Pre-schooler Cecil Smith holds hand of teacher's assistant as he prepares to go to class with Mardi Gras beads in Metairie (REUTERS/Lee Celano).

Note: Part of a two-week series devoted to exploring what we can learn about social mobility from Joseph Fishkin’s new book, Bottlenecks.

Joseph Fishkin calls for a shift in focus from equalizing opportunity to pluralizing opportunity, in part through the loosening of bottlenecks.

Bottlenecks are “narrow places through which people must pass if they hope to reach a wide range of opportunities that fan out on the other side.” Fishkin identifies three types of bottlenecks, relating to developmental opportunities, qualifications, and instrumental goods. We are going to look at one of each, in particular in terms of race gaps in the American opportunity structure.

Developmental Bottlenecks

Fishkin defines developmental bottlenecks as:

“Critical developmental opportunities through which people must pass if they are to develop important abilities or skills that they will need to pursue many of the paths their society offers.” (Fishkin, Bottlenecks, p. 14)

Developmental opportunities occur throughout life and may relate to good parenting, high-quality schools, and access to good role models.
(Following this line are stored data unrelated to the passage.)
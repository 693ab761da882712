//! Connection facade.
//!
//! ARCHITECTURE
//! ============
//! [`HubConnection`] is an explicit handle callers construct and own — one
//! handle per logical connection, as many handles as you like. It is the sole
//! owner of the connection's lifecycle state and the only component that
//! touches the socket after establishment.
//!
//! LIFECYCLE
//! =========
//! `Disconnected → Negotiating → Connecting → HandshakeSent → Ready →
//! Closing → Closed`, with terminal `Failed` reachable from any non-terminal
//! phase. `start` returns at `HandshakeSent`; the first `read` observes the
//! handshake acknowledgement and moves to `Ready` (or `Failed`). No message
//! is sent or dispatched as normal traffic before that acknowledgement.
//!
//! LOCKING
//! =======
//! Three locks with distinct jobs: an async lifecycle mutex held across
//! negotiate + connect + handshake-send so `start`/`stop` never interleave;
//! an async write gate so concurrent `send` calls cannot interleave frames;
//! and the read-side frame buffer's own mutex, which makes `read` the single
//! logical reader. Phase checks go through a short-lived std mutex.

use std::sync::{Arc, Mutex as StdMutex, PoisonError};

use serde_json::Value;
use tokio::sync::{Mutex, oneshot};
use uuid::Uuid;

use crate::config::ClientConfig;
use crate::dispatch::{CompletionOutcome, Dispatched, Dispatcher, InvocationHandler};
use crate::error::ClientError;
use crate::framing::{self, FrameBuffer};
use crate::negotiate::{HttpNegotiator, Negotiate, NegotiationRequest, NegotiationResponse};
use crate::protocol::{Envelope, HandshakeRequest, HandshakeResponse, MessageKind};
use crate::transport::{Connector, Transport, WsConnector, socket_url};

// =============================================================================
// PHASE
// =============================================================================

/// Lifecycle phase of a logical connection. Transitions are monotonic;
/// `Closed` and `Failed` are terminal.
#[derive(Clone, Copy, Debug, PartialEq, Eq)]
pub enum ConnectionPhase {
    Disconnected,
    Negotiating,
    Connecting,
    HandshakeSent,
    Ready,
    Closing,
    Closed,
    Failed,
}

impl ConnectionPhase {
    #[must_use]
    pub fn is_terminal(self) -> bool {
        matches!(self, Self::Closed | Self::Failed)
    }

    /// Phases in which `send` and `read` are legal. The handshake request has
    /// been written but nothing else is guaranteed yet in `HandshakeSent`.
    fn allows_traffic(self) -> bool {
        matches!(self, Self::HandshakeSent | Self::Ready)
    }
}

/// Mutable connection record: phase, socket handle, last negotiation result.
/// Created per `start`, torn down together on `stop` or failure.
struct ConnectionState {
    phase: ConnectionPhase,
    transport: Option<Arc<dyn Transport>>,
    negotiated: Option<NegotiationResponse>,
}

// =============================================================================
// FACADE
// =============================================================================

/// A client connection to one hub endpoint.
pub struct HubConnection {
    config: ClientConfig,
    negotiator: Box<dyn Negotiate>,
    connector: Box<dyn Connector>,
    dispatcher: Dispatcher,
    state: StdMutex<ConnectionState>,
    lifecycle: Mutex<()>,
    write_gate: Mutex<()>,
    read_buffer: Mutex<FrameBuffer>,
}

impl HubConnection {
    /// Handle with the production negotiator and websocket connector.
    #[must_use]
    pub fn new(config: ClientConfig) -> Self {
        Self::with_parts(Box::new(HttpNegotiator::new()), Box::new(WsConnector), config)
    }

    /// Handle with explicit negotiation and connection seams. Used by tests
    /// and by callers layering their own transport.
    #[must_use]
    pub fn with_parts(
        negotiator: Box<dyn Negotiate>,
        connector: Box<dyn Connector>,
        config: ClientConfig,
    ) -> Self {
        Self {
            dispatcher: Dispatcher::new(config.max_inflight_invocations),
            config,
            negotiator,
            connector,
            state: StdMutex::new(ConnectionState {
                phase: ConnectionPhase::Disconnected,
                transport: None,
                negotiated: None,
            }),
            lifecycle: Mutex::new(()),
            write_gate: Mutex::new(()),
            read_buffer: Mutex::new(FrameBuffer::new()),
        }
    }

    /// Current lifecycle phase.
    #[must_use]
    pub fn phase(&self) -> ConnectionPhase {
        self.lock_state().phase
    }

    /// The last negotiation result, while the connection is live.
    #[must_use]
    pub fn negotiated(&self) -> Option<NegotiationResponse> {
        self.lock_state().negotiated.clone()
    }

    /// Negotiate, connect, and send the protocol handshake, in that order.
    /// Returns with the phase at `HandshakeSent`; the acknowledgement is
    /// observed by the first [`HubConnection::read`].
    ///
    /// Any step's failure leaves the phase `Failed` with no socket retained.
    ///
    /// # Errors
    ///
    /// `InvalidState` unless the phase is `Disconnected`; otherwise the
    /// failing step's error (`NegotiationTransport`, `NegotiationProtocol`,
    /// `NegotiationRejected`, `InvalidBaseUrl`, `ConnectionEstablishment`,
    /// `TransportWrite`).
    pub async fn start(&self) -> Result<(), ClientError> {
        let _lifecycle = self.lifecycle.lock().await;

        {
            let mut state = self.lock_state();
            if state.phase != ConnectionPhase::Disconnected {
                return Err(ClientError::InvalidState { op: "start", phase: state.phase });
            }
            state.phase = ConnectionPhase::Negotiating;
        }

        match self.start_inner().await {
            Ok(()) => {
                tracing::info!(url = %self.config.url, "connection started, handshake sent");
                Ok(())
            }
            Err(error) => {
                let mut state = self.lock_state();
                state.phase = ConnectionPhase::Failed;
                // Dropping the handle closes the socket; nothing half-open survives.
                state.transport = None;
                state.negotiated = None;
                Err(error)
            }
        }
    }

    async fn start_inner(&self) -> Result<(), ClientError> {
        let request = NegotiationRequest {
            url: self.config.url.clone(),
            access_token: self.config.access_token.clone(),
        };

        let negotiated = self.negotiator.negotiate(&request).await?;
        // Caller obligation from the negotiation contract: a well-formed
        // response may still refuse the session via its error field.
        if let Some(error) = negotiated.error.as_deref().filter(|e| !e.is_empty()) {
            return Err(ClientError::NegotiationRejected(error.to_owned()));
        }

        self.set_phase(ConnectionPhase::Connecting);
        let target = socket_url(&request.url, &negotiated.connection_id)?;
        let transport = self.connector.connect(&target, request.access_token.as_deref()).await?;

        let handshake = serde_json::to_vec(&HandshakeRequest::json_v1())?;
        transport
            .send(framing::encode(&handshake))
            .await
            .map_err(ClientError::TransportWrite)?;

        let mut state = self.lock_state();
        state.transport = Some(transport);
        state.negotiated = Some(negotiated);
        state.phase = ConnectionPhase::HandshakeSent;
        Ok(())
    }

    /// Frame `payload` and write it to the socket.
    ///
    /// # Errors
    ///
    /// `InvalidState` outside `HandshakeSent`/`Ready` (no bytes are written);
    /// `TransportWrite` when the socket write fails.
    pub async fn send(&self, payload: &[u8]) -> Result<(), ClientError> {
        let transport = self.traffic_transport("send")?;
        let frame = framing::encode(payload);

        let _write = self.write_gate.lock().await;
        transport.send(frame).await.map_err(ClientError::TransportWrite)
    }

    /// Deliver one inbound message: pop the next buffered frame, performing
    /// physical reads only while no complete frame is buffered, then dispatch
    /// it. Call in a loop to drain the connection.
    ///
    /// While the phase is `HandshakeSent` the frame is interpreted as the
    /// handshake acknowledgement: an object without an `error` field moves
    /// the phase to `Ready`; anything else fails the connection.
    ///
    /// # Errors
    ///
    /// `InvalidState` outside `HandshakeSent`/`Ready`; `TransportRead` when
    /// the physical read fails (the connection is failed — stop reading);
    /// `HandshakeFailed`, `MessageDecode`, or `InvocationQueueFull` from the
    /// frame itself.
    pub async fn read(&self, on_invocation: &InvocationHandler) -> Result<Dispatched, ClientError> {
        {
            let phase = self.phase();
            if !phase.allows_traffic() {
                return Err(ClientError::InvalidState { op: "read", phase });
            }
        }

        let mut buffer = self.read_buffer.lock().await;
        let payload = loop {
            if let Some(frame) = buffer.next_frame() {
                break frame;
            }
            let transport = self.traffic_transport("read")?;
            let bytes = transport.receive().await.map_err(|error| {
                self.fail();
                ClientError::TransportRead(error)
            })?;
            buffer.extend(&bytes);
        };
        drop(buffer);

        if self.phase() == ConnectionPhase::HandshakeSent {
            return self.observe_handshake(&payload);
        }
        self.dispatcher.dispatch(&payload, on_invocation)
    }

    /// Send an invocation expecting a completion. The returned receiver
    /// resolves when a matching completion is dispatched by the read loop,
    /// or errors if the connection is stopped first.
    ///
    /// # Errors
    ///
    /// Same as [`HubConnection::send`]; on failure nothing stays registered.
    pub async fn invoke(
        &self,
        target: &str,
        arguments: Vec<Value>,
    ) -> Result<oneshot::Receiver<CompletionOutcome>, ClientError> {
        let invocation_id = Uuid::new_v4().to_string();
        let receiver = self.dispatcher.pending().register(invocation_id.clone());

        let envelope = Envelope::invocation(invocation_id.clone(), target, arguments);
        let payload = serde_json::to_vec(&envelope)?;
        if let Err(error) = self.send(&payload).await {
            self.dispatcher.pending().discard(&invocation_id);
            return Err(error);
        }
        Ok(receiver)
    }

    /// Close the socket and move to `Closed`. Idempotent; in-flight
    /// invocation callbacks are neither awaited nor cancelled, and waiters
    /// on pending completions are woken with a closed-channel error.
    ///
    /// # Errors
    ///
    /// None currently; socket close failures are logged, not returned.
    pub async fn stop(&self) -> Result<(), ClientError> {
        let _lifecycle = self.lifecycle.lock().await;

        let transport = {
            let mut state = self.lock_state();
            if state.phase.is_terminal() {
                return Ok(());
            }
            state.phase = ConnectionPhase::Closing;
            state.negotiated = None;
            state.transport.take()
        };

        if let Some(transport) = transport {
            if let Err(error) = transport.close().await {
                tracing::warn!(%error, "socket close reported an error");
            }
        }
        self.dispatcher.pending().clear();

        self.lock_state().phase = ConnectionPhase::Closed;
        tracing::info!("connection closed");
        Ok(())
    }

    // -------------------------------------------------------------------------

    fn observe_handshake(&self, payload: &[u8]) -> Result<Dispatched, ClientError> {
        let value: Value = serde_json::from_slice(payload)?;
        let ack: HandshakeResponse = serde_json::from_value(value.clone())?;

        if let Some(error) = ack.error.filter(|e| !e.is_empty()) {
            self.fail();
            tracing::warn!(%error, "handshake rejected");
            return Err(ClientError::HandshakeFailed(error));
        }

        self.set_phase(ConnectionPhase::Ready);
        tracing::debug!("handshake acknowledged");
        Ok(Dispatched { kind: MessageKind::HandshakeResponse, payload: value })
    }

    /// Snapshot the transport for traffic, enforcing the phase rule.
    fn traffic_transport(&self, op: &'static str) -> Result<Arc<dyn Transport>, ClientError> {
        let state = self.lock_state();
        match &state.transport {
            Some(transport) if state.phase.allows_traffic() => Ok(Arc::clone(transport)),
            _ => Err(ClientError::InvalidState { op, phase: state.phase }),
        }
    }

    fn fail(&self) {
        let mut state = self.lock_state();
        state.phase = ConnectionPhase::Failed;
        state.transport = None;
        state.negotiated = None;
    }

    fn set_phase(&self, phase: ConnectionPhase) {
        self.lock_state().phase = phase;
    }

    fn lock_state(&self) -> std::sync::MutexGuard<'_, ConnectionState> {
        self.state.lock().unwrap_or_else(PoisonError::into_inner)
    }
}

#[cfg(test)]
#[path = "client_test.rs"]
mod tests;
They are often also mutually reinforcing: failing to pass through one bottleneck often lessens the chances of getting through another, and so on.

Race Gaps in Early Years Development

Wide gaps in developmental opportunities during the critical early years signal the existence of an important bottleneck. A child who has had access to adequate developmental opportunities should be school-ready by school age. There are in fact large gaps between black and white children on this measure:

Six out of 10 white children pass through the bottleneck of adequate early years development (which we define with a variety of cognitive and non-cognitive benchmarks), compared to 4 in 10 black children.

Passing through this bottleneck strongly predicts completing high school with a GPA of at least 2.5. Of course, high school grades can act as a bottleneck, too, since they influence college entry, career options, and so on. Development begets development.

The bottlenecks in the American opportunity structure are not color blind. Black children are less likely to get through the bottlenecks; less likely, even when they do, to reap the same rewards as white children; and less likely to get around the bottlenecks – or to put it differently, to succeed at the next stage after failing at this one. So the problem of developmental bottlenecks is tightly linked to issues about racial equality, and targeted interventions such as President Obama’s My Brother’s Keeper Initiative will likely be needed to reduce these race-based disparities.

Loosening Developmental Bottlenecks

We need to find more ways both through and around the bottleneck:

  • Improve Parenting: Policies can be designed to narrow the "parenting gap." Language acquisition is a case in point. The class gap in language exposure – adding up to about 30 million words by age 4 – represents a serious developmental bottleneck. Programs like the Thirty Million Words Initiative can significantly increase low-income children’s language exposure.
  • More Educational “on-ramps”: Students often have a hard time catching up when they fall behind academically. More kids can get around the early years bottleneck through programs such as the Talent Development model or a range of promising college readiness bridge programs.
  • Richard Reeves is a fellow in Economic Studies and policy director for the Center on Children and Families whose research focuses on economic mobility. He is also an associate director of CentreForum. Before his move to Washington, DC in the summer of 2012, he worked as director of strategy to the UK’s Deputy Prime Minister. He is a former director of Demos, the London-based political think-tank.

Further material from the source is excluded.